L. Behrens & Söhne was a Hamburg private bank and trading company (1806 to 1970).

== History ==
The merchant Levy Behrens, who had immigrated from Pyrmont, founded the company L. Behrens & Söhne with his sons in Hamburg in 1806. Successful merchant bankers, they traded primarily in English and Saxon textiles and drapery, which they sold in northern Germany. The two sons founded subsidiaries in English: Salomon Levy Behrens in 1815 in Manchester the S. L. Behrens & Co. and Jakob Behrens in 1834 in Leeds the still existing Jacob Behrens & Co..

They began working with the London banking house Rothschild, L. Behrens & Söhne, the Frankfurt banking house Rothschild and the Berlin banking house S. Bleichröder. L. Behrens & Söhne rose to become one of the leading Hamburg banking houses, alongside Joh. Berenberg, Gossler & Co, Conrad Hinrich Donner and M. M. Warburg & Co.
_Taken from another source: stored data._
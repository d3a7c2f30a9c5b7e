//! Detours for `IDXGISwapChain::Present` and `IDXGISwapChain::ResizeBuffers`.
use std::ffi::c_void;
use std::mem;
use std::sync::Arc;

use parking_lot::{const_mutex, const_rwlock, Mutex, RwLock};
use tracing::{error, info, trace, warn};
use windows::core::{Interface, HRESULT};
use windows::Win32::Graphics::Direct3D12::ID3D12CommandQueue;
use windows::Win32::Graphics::Dxgi::Common::DXGI_FORMAT;
use windows::Win32::Graphics::Dxgi::{IDXGISwapChain3, DXGI_ERROR_INVALID_CALL};

use crate::config::OverlayConfig;
use crate::error::SetupError;
use crate::fonts::dwrite::DirectWriteRasterizer;
use crate::hooks::{
    self, CallFence, Interceptor, InterceptorState, PresentInterceptor, Trampolines,
};
use crate::process::ProcessState;
use crate::renderer::dx12::DeviceContext;
use crate::renderer::{Renderer, ResizeRequest};
use crate::util;
use crate::vtable::HookInfo;

type PresentFn =
    unsafe extern "system" fn(this: *mut c_void, sync_interval: u32, flags: u32) -> HRESULT;

type ResizeBuffersFn = unsafe extern "system" fn(
    this: *mut c_void,
    buffer_count: u32,
    width: u32,
    height: u32,
    new_format: DXGI_FORMAT,
    flags: u32,
) -> HRESULT;

struct HookState {
    present: PresentFn,
    resize_buffers: ResizeBuffersFn,
    command_queue_offset: usize,
    config: OverlayConfig,
}

////////////////////////////////////////////////////////////////////////////////////////////////////
// Global singletons
////////////////////////////////////////////////////////////////////////////////////////////////////

static HOOK_STATE: RwLock<Option<HookState>> = const_rwlock(None);
static OVERLAY: Mutex<Option<PresentInterceptor<DeviceContext>>> = const_mutex(None);
static ON_INIT_FAILURE: Mutex<Option<Box<dyn FnOnce() + Send>>> = const_mutex(None);

static PRESENT_RUNNING: CallFence = CallFence::new();
static RBUF_RUNNING: CallFence = CallFence::new();

////////////////////////////////////////////////////////////////////////////////////////////////////
// Hook entry points
////////////////////////////////////////////////////////////////////////////////////////////////////

unsafe extern "system" fn present_impl(
    this: *mut c_void,
    sync_interval: u32,
    flags: u32,
) -> HRESULT {
    let _fence = PRESENT_RUNNING.lock();

    let Some((present, offset)) =
        HOOK_STATE.read().as_ref().map(|state| (state.present, state.command_queue_offset))
    else {
        return DXGI_ERROR_INVALID_CALL;
    };

    trace!("IDXGISwapChain::Present({sync_interval}, {flags:#x}) invoked");
    let original = || present(this, sync_interval, flags);

    // The resize detour or teardown owns the overlay right now.
    let Some(mut overlay) = OVERLAY.try_lock() else {
        return original();
    };
    let Some(interceptor) = overlay.as_mut() else {
        return original();
    };
    let Some(swap_chain) = IDXGISwapChain3::from_raw_borrowed(&this) else {
        return original();
    };

    let first_call = interceptor.state() == InterceptorState::Uninitialized;
    let init = |process: &Arc<ProcessState>| create_renderer(this, swap_chain, offset, process);
    let result = interceptor.present(this as usize, init, original);

    if first_call && interceptor.state() == InterceptorState::Failed {
        if let Some(on_failure) = ON_INIT_FAILURE.lock().take() {
            warn!("Overlay could not start, unloading");
            on_failure();
        }
    }

    if let Err(e) = result.ok() {
        error!("Present failed: {e:?}");
        if let Some(renderer) = interceptor.renderer() {
            renderer.backend().log_device_removed_reason();
        }
        util::print_dxgi_debug_messages();
    }

    result
}

unsafe extern "system" fn resize_buffers_impl(
    this: *mut c_void,
    buffer_count: u32,
    width: u32,
    height: u32,
    new_format: DXGI_FORMAT,
    flags: u32,
) -> HRESULT {
    let _fence = RBUF_RUNNING.lock();

    let Some(resize_buffers) = HOOK_STATE.read().as_ref().map(|state| state.resize_buffers) else {
        return DXGI_ERROR_INVALID_CALL;
    };

    trace!("IDXGISwapChain::ResizeBuffers({buffer_count}, {width}, {height}) invoked");
    let original = || resize_buffers(this, buffer_count, width, height, new_format, flags);

    let mut overlay = OVERLAY.lock();
    let Some(interceptor) = overlay.as_mut() else {
        return original();
    };

    let request = ResizeRequest { buffer_count, width, height, format: new_format.0 as u32 };
    let result = interceptor.resize_buffers(this as usize, request, original, |hr| hr.is_ok());
    if let Err(e) = result.ok() {
        error!("ResizeBuffers failed: {e:?}");
        util::print_dxgi_debug_messages();
    }
    result
}

////////////////////////////////////////////////////////////////////////////////////////////////////
// Render context creation
////////////////////////////////////////////////////////////////////////////////////////////////////

fn create_renderer(
    this: *mut c_void,
    swap_chain: &IDXGISwapChain3,
    command_queue_offset: usize,
    process: &Arc<ProcessState>,
) -> Result<Renderer<DeviceContext>, SetupError> {
    let config = HOOK_STATE
        .read()
        .as_ref()
        .map(|state| state.config.clone())
        .ok_or(SetupError::NotInstalled)?;

    let command_queue = unsafe { command_queue_at(this, command_queue_offset) }
        .ok_or(SetupError::CommandQueueMissing { offset: command_queue_offset })?;

    let context = DeviceContext::hooked(swap_chain, &command_queue, &config)?;
    let renderer = Renderer::new(context, Arc::clone(process), config);

    Ok(match DirectWriteRasterizer::new() {
        Ok(rasterizer) => renderer.with_rasterizer(Box::new(rasterizer)),
        Err(e) => {
            warn!("DirectWrite unavailable, only bitmap fonts will load: {e:?}");
            renderer
        },
    })
}

/// Reads the command queue pointer stored inside the swapchain object.
///
/// # Safety
///
/// `swap_chain` must be a live swapchain and `offset` must lie inside it.
unsafe fn command_queue_at(swap_chain: *mut c_void, offset: usize) -> Option<ID3D12CommandQueue> {
    let raw = *((swap_chain as *const u8).add(offset) as *const *mut c_void);
    ID3D12CommandQueue::from_raw_borrowed(&raw).cloned()
}

////////////////////////////////////////////////////////////////////////////////////////////////////
// Installation
////////////////////////////////////////////////////////////////////////////////////////////////////

/// The installed `Present` and `ResizeBuffers` detours.
pub struct Dx12Hooks<I: Interceptor> {
    interceptor: I,
    trampolines: Trampolines,
}

impl<I: Interceptor> Dx12Hooks<I> {
    /// Creates both detours, disabled, and hands `overlay` to them.
    ///
    /// # Safety
    ///
    /// `info` must come from [`crate::vtable::discover`] in this process.
    pub unsafe fn new(
        mut interceptor: I,
        info: &HookInfo,
        overlay: PresentInterceptor<DeviceContext>,
        config: OverlayConfig,
    ) -> Result<Self, I::Error> {
        let trampolines = hooks::install(
            &mut interceptor,
            info,
            present_impl as *mut c_void,
            resize_buffers_impl as *mut c_void,
        )?;

        *HOOK_STATE.write() = Some(HookState {
            present: mem::transmute::<usize, PresentFn>(trampolines.present),
            resize_buffers: mem::transmute::<usize, ResizeBuffersFn>(trampolines.resize_buffers),
            command_queue_offset: info.command_queue_offset,
            config,
        });
        *OVERLAY.lock() = Some(overlay);

        Ok(Self { interceptor, trampolines })
    }

    /// Runs `f` once if the render context cannot be created.
    pub fn on_init_failure(&self, f: impl FnOnce() + Send + 'static) {
        *ON_INIT_FAILURE.lock() = Some(Box::new(f));
    }

    pub fn trampolines(&self) -> Trampolines {
        self.trampolines
    }

    pub fn interceptor(&self) -> &I {
        &self.interceptor
    }

    /// Enables both detours.
    ///
    /// # Safety
    ///
    /// Patches the host's DXGI code.
    pub unsafe fn hook(&mut self) -> Result<(), I::Error> {
        self.interceptor.enable_all()?;
        info!("DirectX 12 hooks enabled");
        Ok(())
    }

    /// Disables both detours, waits for running calls to return and drops
    /// the render context.
    ///
    /// # Safety
    ///
    /// Patches the host's DXGI code.
    pub unsafe fn unhook(&mut self) -> Result<(), I::Error> {
        trace!("Disabling hooks...");
        let result = self.interceptor.disable_all();

        trace!(
            "Waiting on {} Present and {} ResizeBuffers calls",
            PRESENT_RUNNING.callers(),
            RBUF_RUNNING.callers()
        );
        PRESENT_RUNNING.wait();
        RBUF_RUNNING.wait();

        trace!("Cleaning up renderer...");
        let overlay = OVERLAY.lock().take();
        drop(overlay);
        *HOOK_STATE.write() = None;
        drop(ON_INIT_FAILURE.lock().take());

        util::disable_dxgi_debug();
        result
    }
}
After the First World War, L. Behrens & Söhne entered the sugar trade and was one of the first German companies to export German sugar.

== Nazi era ==
When the Nazis came to power in 1933, Jews were persecuted and their companies transferred to non-Jews in a process the Nazis called Aryanization. The bank was "Aryanized" in 1938. The main owner George Eduard Behrens was de facto expropriated. George E. Behrens was arrested after the Kristallnacht in 1938, and imprisoned in Sachsenhausen concentration camp until March 1939. L. Behrens & Söhne was forced to cease operating on May 31, 1938, and went into liquidation on December 31, 1938. The part of the company that handled the banking business was taken over by Norddeutsche Kreditbank in Bremen. The trading department was continued by Henry S. Willink, as Willink & Co.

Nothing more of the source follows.